NUMERI - Rivoluzione è la parola d’ordine, due anni di acquisti e cessioni. Il secondo anno di gestione americana doveva essere un continuo della precedente, almeno nel progetto, invece trentasette milioni d’euro di investimenti sul mercato e dodici nuovi giocatori sotto la cura Zeman. Si  riparte nuovamente da zero creando un paragone distinto tra le due annate (il continuum è annullato, non si è dato seguito alle indicazioni dell’anno precedente: De Rossi non è più regista, Lamela e Pjanic vivono di un protagonismo diverso). I numeri sono chiari: 17 punti in 12 partite con 5 vittorie, 2 pareggi e 5 sconfitte. I gol subiti sono 23, al pari con Chievo e Pescara a due punti dalla zona retrocessione, mentre i gol fatti sono 28; numero non rilevante fino a quando non si fa un gol in più dell’avversario in ogni singola partita (concetto tanto decantato da Zeman, ma subito ben quattro volte sempre con il risultato di 3-2 per gli avversari, ultimo il derby di ieri).

Il rendimento della gestione Enrique è superiore - calcoliamo ancora la vittoria a tavolino contro il Cagliari -, 3punti in più con 17 reti fatte e 12 subite. La differenza dei punti è minima, ma non è comprensibile per una squadra partita sotto le luci della ribalta e finita sotto la peggiore dell’ultimo quindicennio. La Lazio e la Juventus sono state affrontate mestamente come lo scorso anno, se non peggio: contro i bianconeri tre gol subiti in 19 minuti a differenza dei 29 dell’aprile scorso, stesso passivo per 4-0 e beffa maggiore dopo settimane di botta e risposta mediatici.

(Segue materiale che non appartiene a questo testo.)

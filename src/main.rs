mod cli;
mod client;
mod commands;
mod config;
mod data;
mod registry;
mod resource;
mod ui;

use anyhow::{Context as _, Result};
use clap::{CommandFactory, Parser};
use clap_complete::generate;
use cli::{Cli, Command};
use client::Client;
use config::ProviderConfig;
use labapi::HttpApi;
use reconcile::{CancelToken, Registry};
use std::io;
use std::sync::Arc;

/// Global context for the application
pub struct Context {
    pub verbose: u8,
    pub quiet: bool,
    pub config: ProviderConfig,
    pub registry: Registry<Client>,
    pub cancel: CancelToken,
}

impl Context {
    /// Client talking to the configured instance over HTTP.
    pub fn client(&self) -> Client {
        let api = HttpApi::new(
            self.config.base_url.clone(),
            self.config.token.clone(),
            self.config.timeout(),
        );
        let client = Client::new(
            Arc::new(api),
            self.config.per_page,
            self.config.retry_config(),
        );
        log::debug!("listing {} item(s) per page", client.per_page());
        client
    }
}

fn main() -> Result<()> {
    let cli = Cli::parse();

    // Initialize logging based on verbosity
    let log_level = match cli.verbose {
        0 => log::LevelFilter::Warn,
        1 => log::LevelFilter::Info,
        2 => log::LevelFilter::Debug,
        _ => log::LevelFilter::Trace,
    };

    env_logger::Builder::new()
        .filter_level(if cli.quiet {
            log::LevelFilter::Error
        } else {
            log_level
        })
        .format_timestamp(None)
        .init();

    if let Command::Completions { shell } = cli.command {
        let mut cmd = Cli::command();
        generate(shell, &mut cmd, "labstate", &mut io::stdout());
        return Ok(());
    }

    let config = ProviderConfig::load(cli.config.as_deref())?
        .with_overrides(cli.base_url.clone(), cli.token.clone());
    log::debug!("using {}", config.base_url);

    let ctx = Context {
        verbose: cli.verbose,
        quiet: cli.quiet,
        config,
        registry: registry::builtin().context("Invalid kind table")?,
        cancel: CancelToken::new(),
    };

    match cli.command {
        Command::Kinds => commands::kinds::run(&ctx),
        Command::Read(args) => commands::object::read(&ctx, &args),
        Command::Import(args) => commands::object::import(&ctx, &args),
        Command::Verify(args) => commands::object::verify(&ctx, &args),
        Command::Data(args) => commands::data::run(&ctx, &args),
        Command::Apply(args) => commands::apply::run(&ctx, &args),
        Command::Completions { .. } => Ok(()),
    }
}
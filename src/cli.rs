use clap::{Parser, Subcommand};
use clap_complete::Shell;
use std::path::PathBuf;

#[derive(Parser)]
#[command(name = "labstate")]
#[command(author = "Alberto Cavalcante")]
#[command(version)]
#[command(about = "Reconcile declared GitLab objects against the REST API", long_about = None)]
#[command(propagate_version = true)]
pub struct Cli {
    /// Verbosity level
    #[arg(short, long, action = clap::ArgAction::Count, global = true)]
    pub verbose: u8,

    /// Suppress non-essential output
    #[arg(short, long, global = true)]
    pub quiet: bool,

    /// Config file (defaults to ~/.config/labstate/config.toml)
    #[arg(long, global = true, value_name = "PATH")]
    pub config: Option<String>,

    /// API base URL, e.g. https://gitlab.example.com/api/v4
    #[arg(long, global = true, env = "GITLAB_BASE_URL", value_name = "URL")]
    pub base_url: Option<String>,

    /// Personal or project access token
    #[arg(long, global = true, env = "GITLAB_TOKEN", hide_env_values = true)]
    pub token: Option<String>,

    #[command(subcommand)]
    pub command: Command,
}

#[derive(Subcommand)]
pub enum Command {
    /// List every resource and data-source kind
    Kinds,

    /// Refresh one object; reports when it no longer exists
    Read(ObjectArgs),

    /// Adopt an existing object by its identifier
    Import(ObjectArgs),

    /// Check that a destroyed object is really gone
    Verify(VerifyArgs),

    /// Query a data source
    Data(DataArgs),

    /// Apply a desired-state document
    Apply(ApplyArgs),

    /// Generate shell completions
    Completions {
        /// Shell to generate completions for
        #[arg(value_enum)]
        shell: Shell,
    },
}

#[derive(Parser)]
pub struct ObjectArgs {
    /// Resource kind, e.g. gitlab_project_badge
    pub kind: String,

    /// Composite identifier, e.g. 42:17
    pub id: String,
}

#[derive(Parser)]
pub struct VerifyArgs {
    #[command(flatten)]
    pub object: ObjectArgs,

    /// Last tracked state as JSON, or @FILE to read it from a file
    #[arg(long, value_name = "JSON")]
    pub tracked: String,
}

#[derive(Parser)]
pub struct DataArgs {
    /// Data-source kind, e.g. gitlab_project_milestones
    pub kind: String,

    /// Query arguments as JSON, or @FILE to read them from a file
    #[arg(long, default_value = "{}", value_name = "JSON")]
    pub query: String,
}

#[derive(Parser)]
pub struct ApplyArgs {
    /// TOML document with [[object]] entries
    pub document: PathBuf,

    /// Dry run - show what would be done
    #[arg(short, long)]
    pub dry_run: bool,

    /// Number of parallel jobs
    #[arg(short, long, default_value = "4")]
    pub jobs: usize,

    /// Only apply objects of this kind (or kind prefix)
    #[arg(long)]
    pub kind: Option<String>,
}
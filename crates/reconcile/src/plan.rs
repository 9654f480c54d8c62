//! Desired-state documents and execution plans
//!
//! A document lists objects by kind with an optional identifier and the
//! desired state. Planning validates every entry against the registry and
//! turns it into one action, before any remote call is made.

use crate::error::{Error, Result};
use crate::id::RemoteObjectRef;
use crate::registry::{KindClass, Registry};
use serde::{Deserialize, Serialize};
use serde_json::Value;
use std::collections::HashSet;
use std::fmt;

/// Whether an object should exist.
#[derive(Debug, Clone, Copy, PartialEq, Eq, Default, Serialize, Deserialize)]
#[serde(rename_all = "lowercase")]
pub enum Ensure {
    #[default]
    Present,
    Absent,
}

/// One `[[object]]` entry.
#[derive(Debug, Clone, PartialEq, Serialize, Deserialize)]
pub struct DocumentEntry {
    pub kind: String,
    /// Identifier of an existing object. Omitted for objects to create.
    #[serde(default, skip_serializing_if = "Option::is_none")]
    pub id: Option<RemoteObjectRef>,
    #[serde(default)]
    pub ensure: Ensure,
    #[serde(default)]
    pub desired: Value,
    /// Last observed state of the object, as the host tracked it. Lets an
    /// `absent` entry treat an object that is already gone as done.
    #[serde(default, skip_serializing_if = "Option::is_none")]
    pub tracked: Option<Value>,
}

/// A desired-state document.
#[derive(Debug, Clone, Default, PartialEq, Serialize, Deserialize)]
pub struct Document {
    #[serde(default, rename = "object")]
    pub objects: Vec<DocumentEntry>,
}

/// What to do with one object.
#[derive(Debug, Clone, PartialEq)]
pub enum Action {
    Create,
    Update(RemoteObjectRef),
    Delete(RemoteObjectRef),
}

/// One validated document entry.
#[derive(Debug, Clone, PartialEq)]
pub struct PlannedOp {
    /// Position in the document, 1-based.
    pub index: usize,
    pub kind: &'static str,
    pub action: Action,
    pub desired: Value,
    pub tracked: Option<Value>,
}

impl fmt::Display for PlannedOp {
    fn fmt(&self, f: &mut fmt::Formatter<'_>) -> fmt::Result {
        match &self.action {
            Action::Create => write!(f, "create {} (object {})", self.kind, self.index),
            Action::Update(id) => write!(f, "update {} {}", self.kind, id),
            Action::Delete(id) => write!(f, "delete {} {}", self.kind, id),
        }
    }
}

/// Validated actions, in document order.
#[derive(Debug, Clone, Default, PartialEq)]
pub struct ExecutionPlan {
    pub ops: Vec<PlannedOp>,
}

impl ExecutionPlan {
    /// Validate `document` against `registry`.
    ///
    /// Fails on unknown kinds, data sources, identifiers that do not decode,
    /// `absent` entries without an identifier, and two entries addressing
    /// the same object.
    pub fn from_document<C: ?Sized + 'static>(
        document: &Document,
        registry: &Registry<C>,
    ) -> Result<Self> {
        let mut seen: HashSet<(&'static str, &RemoteObjectRef)> = HashSet::new();
        let mut ops = Vec::with_capacity(document.objects.len());

        for (i, entry) in document.objects.iter().enumerate() {
            let index = i + 1;
            let descriptor = match registry.get(KindClass::Resource, &entry.kind) {
                Ok(descriptor) => descriptor,
                Err(_) if registry.contains(KindClass::DataSource, &entry.kind) => {
                    return Err(Error::document(
                        entry.kind.as_str(),
                        format!("object {index}: {} is a data source", entry.kind),
                    ));
                }
                Err(err) => return Err(err),
            };
            let kind = descriptor.name;

            if let Some(id) = &entry.id {
                if let Some(format) = descriptor.id_format {
                    id.decode(&format)?;
                }
                if !seen.insert((kind, id)) {
                    return Err(Error::document(
                        kind,
                        format!("object {index}: {id} appears more than once"),
                    ));
                }
            }

            let action = match (entry.ensure, &entry.id) {
                (Ensure::Present, None) => Action::Create,
                (Ensure::Present, Some(id)) => Action::Update(id.clone()),
                (Ensure::Absent, Some(id)) => Action::Delete(id.clone()),
                (Ensure::Absent, None) => {
                    return Err(Error::document(
                        kind,
                        format!("object {index}: ensure = \"absent\" needs an id"),
                    ));
                }
            };

            ops.push(PlannedOp {
                index,
                kind,
                action,
                desired: entry.desired.clone(),
                tracked: entry.tracked.clone(),
            });
        }

        Ok(Self { ops })
    }

    /// Keep only ops whose kind equals `kind` or starts with it.
    pub fn filter_by_kind(self, kind: Option<&str>) -> Self {
        match kind {
            None => self,
            Some(k) => Self {
                ops: self
                    .ops
                    .into_iter()
                    .filter(|op| op.kind == k || op.kind.starts_with(k))
                    .collect(),
            },
        }
    }

    /// Distinct kinds referenced by the plan.
    pub fn kinds(&self) -> Vec<&'static str> {
        let mut kinds: Vec<&'static str> = self.ops.iter().map(|op| op.kind).collect();
        kinds.sort_unstable();
        kinds.dedup();
        kinds
    }

    #[must_use]
    pub fn len(&self) -> usize {
        self.ops.len()
    }

    #[must_use]
    pub fn is_empty(&self) -> bool {
        self.ops.is_empty()
    }
}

CAUSE - "Abbiamo sopravvalutato qualche giocatore".Le stesse parole della stagione scorsa. Prima Baldini dopo la pesante sconfitta di Lecce ad aprile (in riferimento al lato caratteriale e non tecnico, questa è la sottolineatura del Dg), poi Sabatini, dopo la recente sconfitta di Torino. Pericolose analogie che non dovevano ripetersi dopo un precedente così bruciante.

Gli errori individuali sono sotto gli occhi di tutti. Da Piris a Dodò contro il Parma, ma anche perdere il pallone a centrocampo facendo scattare i letali contropiedi avversari. Giocatori con limiti tecnici messi maggiormente in rilievo da uno schema tattico, che non dà copertura e lascia spesso i difensori alti e soli. Innegabile che il potenziale generale sia alto. Il centrocampo sembra il punto debole della Roma, non crea equilibrio. La squadra è spezzata in due tronconi distinti e senza idee.

Attriti interni. L’aspetto psicologico, all’interno di una squadra, è fondamentale. De Rossi e Pjanic non vivono bene il loro momento, giocatori da possesso palla in un modulo votato esclusivamente all’attacco. Il disagio di De Rossi sembra diverso dalla semplice collocazione tattica, Zeman non ha mai chiuso al centrocampista, ritenendolo importante per causa giallorossa. L’ha schierato nella posizione più gradita al giocatore, durante una partita fondamentale e l’occasione non è stata sfruttata.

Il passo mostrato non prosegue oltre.